Le ordinanze contro il caldo
Le ordinanze varate da diverse Regioni contro il caldo dovrebbero aiutare i lavoratori, concedendo loro pause e riposo almeno negli orari più caldi della giornata. In alcune di queste si legge: «Il divieto di svolgimento delle attività lavorative all’aperto dalle 12.30 alle 16 nei settori agricolo e florovivaistico, nei cantieri edili all’aperto e nelle cave, nelle giornate e nelle aree del territorio regionale in cui il sistema di previsione del rischio elaborato dal progetto Worklimate (Inail-Cnr) segnali un livello di rischio “alto” per i lavoratori esposti al sole e impegnati in attività fisica intensa».
Una soluzione apprezzata dalla Cisl, che ha commentato con favore l’iniziativa, specificando però che la misura non può da sola arginare una problematica, quella del caldo, ormai sistemica.
Tuttavia spesso ai lavoratori non viene concessa una vera e propria pausa. Le violazioni del divieto vengono spesso giustificate con la necessità di rispettare le scadenze.
Ricerca e prevenzione sono allora fondamentali per prevenire veramente gli infortuni legati all’esposizione prolungata al calore durante i turni. Il progetto Worklimate si pone proprio questo obiettivo.
Cos’è Worklimate
In alcune ordinanze regionali spicca il riferimento a Worklimate, un programma che monitora l’impatto del cambiamento climatico sulla salute e sulle condizioni dei lavoratori.
Worklimate è un progetto di Inail e Cnr (Consiglio nazionale delle ricerche) che ha come partner diverse università, tra cui quella di Padova. Come specificato sul sito Worklimate «si propone di trasformare le evidenze scientifiche in strumenti concreti e immediatamente applicabili, contribuendo a migliorare la prevenzione degli infortuni e delle patologie correlate all’esposizione termica».
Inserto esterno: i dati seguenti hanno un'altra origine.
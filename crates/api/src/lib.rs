//! Charge Predictor Server
//!
//! Login-gated HTML form and JSON API serving medical insurance charge
//! predictions from a trained regression model.

use anyhow::Context;
use axum::{
    extract::State,
    http::{header, StatusCode},
    response::IntoResponse,
    routing::{get, post},
    Json, Router,
};
use data_validator::Validator;
use feature_engine::{FeatureEncoder, FeatureIndexMap};
use inference_engine::InferenceEngine;
use metrics_exporter_prometheus::PrometheusHandle;
use serde::Serialize;
use session_auth::{AuthModule, Credentials, SessionManager};
use std::net::SocketAddr;
use std::sync::Arc;
use tower_governor::GovernorLayer;
use tower_http::trace::TraceLayer;
use tracing::{info, warn};
use tracing_subscriber::{EnvFilter, FmtSubscriber};

pub mod auth;
pub mod error;
pub mod predictor;
pub mod rate_limit;
pub mod routes;
pub mod settings;
pub mod views;

use predictor::Predictor;
use rate_limit::DefaultGovernorConfig;
use settings::{LoggingSettings, Settings};

/// Application state shared across handlers
pub struct AppState {
    /// Validation, encoding and the loaded model
    pub predictor: Predictor,
    /// Credentials and sessions
    pub auth: AuthModule,
    /// Version string
    pub version: String,
    /// Start time
    pub start_time: std::time::Instant,
    /// Prometheus handle, when the recorder is installed
    pub metrics: Option<PrometheusHandle>,
    /// Mark session cookies `Secure`
    pub secure_cookie: bool,
}

/// Handle passed to every handler
pub type SharedState = Arc<AppState>;

impl AppState {
    /// Create new application state
    pub fn new(predictor: Predictor, auth: AuthModule) -> Self {
        Self {
            predictor,
            auth,
            version: env!("CARGO_PKG_VERSION").to_string(),
            start_time: std::time::Instant::now(),
            metrics: None,
            secure_cookie: false,
        }
    }

    /// Load the artifacts named in `settings` and wire everything up
    pub fn from_settings(settings: &Settings, metrics: Option<PrometheusHandle>) -> anyhow::Result<Self> {
        let index = FeatureIndexMap::load(&settings.artifacts.feature_index)
            .context("failed to load the feature index map")?;
        let engine = InferenceEngine::load(&settings.artifacts.model, index.len())
            .context("failed to load the model")?;

        let predictor = Predictor::new(
            Validator::new(settings.validation.clone()),
            FeatureEncoder::new(index),
            engine,
            settings.encoding.miss_policy,
        );

        if settings.uses_dev_secret() {
            warn!("Using the built-in session secret; set CHARGE_PREDICTOR__AUTH__SECRET in production");
        }
        let sessions = SessionManager::new(&settings.auth.secret, settings.auth.session_ttl_seconds)
            .context("invalid auth settings")?;
        let credentials = Credentials::new(&settings.auth.username, &settings.auth.password);

        Ok(Self {
            metrics,
            secure_cookie: settings.auth.secure_cookie,
            ..Self::new(predictor, AuthModule::new(credentials, sessions))
        })
    }
}

/// Health response
#[derive(Debug, Serialize)]
pub struct HealthResponse {
    pub status: String,
    pub timestamp: u64,
    pub version: String,
    pub uptime_seconds: u64,
    pub model: ModelStatus,
    pub metrics: ServiceMetrics,
}

/// Loaded model
#[derive(Debug, Serialize)]
pub struct ModelStatus {
    pub kind: String,
    pub path: String,
    pub n_features: usize,
}

/// Counters since startup
#[derive(Debug, Serialize)]
pub struct ServiceMetrics {
    pub predictions_served: u64,
    pub predictions_refused: u64,
    pub revoked_sessions: usize,
}

/// Create the application router.
///
/// `login_limit` throttles `POST /login` per peer IP; the server must then be
/// run with connect info (see [`run_server`]).
pub fn create_router(state: SharedState, login_limit: Option<Arc<DefaultGovernorConfig>>) -> Router {
    let login = match login_limit {
        Some(config) => Router::new()
            .route("/login", post(routes::pages::login_submit))
            .layer(GovernorLayer { config }),
        None => Router::new().route("/login", post(routes::pages::login_submit)),
    };

    Router::new()
        .route("/", get(routes::pages::home))
        .route("/index", get(routes::pages::welcome))
        .route("/login", get(routes::pages::login_form))
        .route("/logout", get(routes::pages::logout))
        .route(
            "/predict",
            get(routes::predictions::predict_form).post(routes::predictions::predict_submit),
        )
        .route("/predict_api", post(routes::predictions::predict_api))
        .route("/api/v1/health", get(health_handler))
        .route("/metrics", get(metrics_handler))
        .merge(login)
        .layer(TraceLayer::new_for_http())
        .with_state(state)
}

/// Health check handler
async fn health_handler(State(state): State<SharedState>) -> impl IntoResponse {
    let timestamp = std::time::SystemTime::now()
        .duration_since(std::time::UNIX_EPOCH)
        .map(|d| d.as_secs())
        .unwrap_or(0);

    let engine = state.predictor.engine();
    let response = HealthResponse {
        status: "healthy".to_string(),
        timestamp,
        version: state.version.clone(),
        uptime_seconds: state.start_time.elapsed().as_secs(),
        model: ModelStatus {
            kind: engine.model_kind().to_string(),
            path: engine.model_path().to_string(),
            n_features: engine.n_features(),
        },
        metrics: ServiceMetrics {
            predictions_served: state.predictor.served_count(),
            predictions_refused: state.predictor.refused_count(),
            revoked_sessions: state.auth.sessions().revoked_count(),
        },
    };

    Json(response)
}

/// Prometheus scrape endpoint
async fn metrics_handler(State(state): State<SharedState>) -> impl IntoResponse {
    match &state.metrics {
        Some(handle) => (
            StatusCode::OK,
            [(header::CONTENT_TYPE, "text/plain; version=0.0.4")],
            handle.render(),
        )
            .into_response(),
        None => StatusCode::NOT_FOUND.into_response(),
    }
}

/// Initialize logging
pub fn init_logging(config: &LoggingSettings) -> anyhow::Result<()> {
    let filter = EnvFilter::try_from_default_env().or_else(|_| EnvFilter::try_new(&config.level))?;
    let builder = FmtSubscriber::builder().with_env_filter(filter).with_target(true);

    if config.json {
        tracing::subscriber::set_global_default(builder.json().finish())?;
    } else {
        tracing::subscriber::set_global_default(builder.finish())?;
    }
    Ok(())
}

/// Run the server until ctrl-c
pub async fn run_server(settings: Settings, metrics: Option<PrometheusHandle>) -> anyhow::Result<()> {
    let state = Arc::new(AppState::from_settings(&settings, metrics)?);
    let login_limit = rate_limit::create_governor_config(&settings.rate_limit);
    if settings.rate_limit.enabled && login_limit.is_none() {
        warn!("Rate limit config rejected; login is not throttled");
    }
    let app = create_router(state, login_limit);

    info!("Starting charge predictor on {}", settings.server.bind);

    let listener = tokio::net::TcpListener::bind(&settings.server.bind).await?;
    axum::serve(listener, app.into_make_service_with_connect_info::<SocketAddr>())
        .with_graceful_shutdown(shutdown_signal())
        .await?;

    info!("Server stopped");
    Ok(())
}

async fn shutdown_signal() {
    if let Err(e) = tokio::signal::ctrl_c().await {
        warn!("Could not listen for ctrl-c: {}", e);
        std::future::pending::<()>().await;
    }
    info!("Shutdown requested");
}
Da qui l’idea di sviluppare guide e consigli sulla gestione del caldo per i lavoratori. Ogni anno, Worklimate stila un decalogo per la prevenzione delle patologie da calore e da esposizione a radiazione solare sui luoghi di lavoro.
Formazione, sorveglianza sanitaria, prevenzione per i lavoratori: sono solo alcuni degli elementi presenti nel documento.
I consigli sono indirizzati in questo caso ai datori di lavoro, ma il progetto mantiene uno sguardo più ampio: sul sito si possono trovare guide di ogni tipo: un’informativa sulle patologie da calore e sui fattori che contribuiscono alla loro insorgenza o ancora una guida per mantenere un buono stato di idratazione durante i turni.
La previsione del rischio: come usare Worklimate
I lavoratori possono anche informarsi sulla corretta alimentazione da tenere nei momenti di caldo. Ma non solo: il menu personalizzato del sito consente anche di osservare le previsioni e selezionare il tipo di esigenze. Per informarsi sulle precauzioni da prendere è possibile selezionare intensità e contesto climatico in cui si svolge il lavoro.

L’interfaccia del sito mostra quindi le condizioni di rischio tramite le mappe. In questo periodo, durante le ore più calde, i rischi per i lavoratori sono alti sostanzialmente ovunque nella Penisola.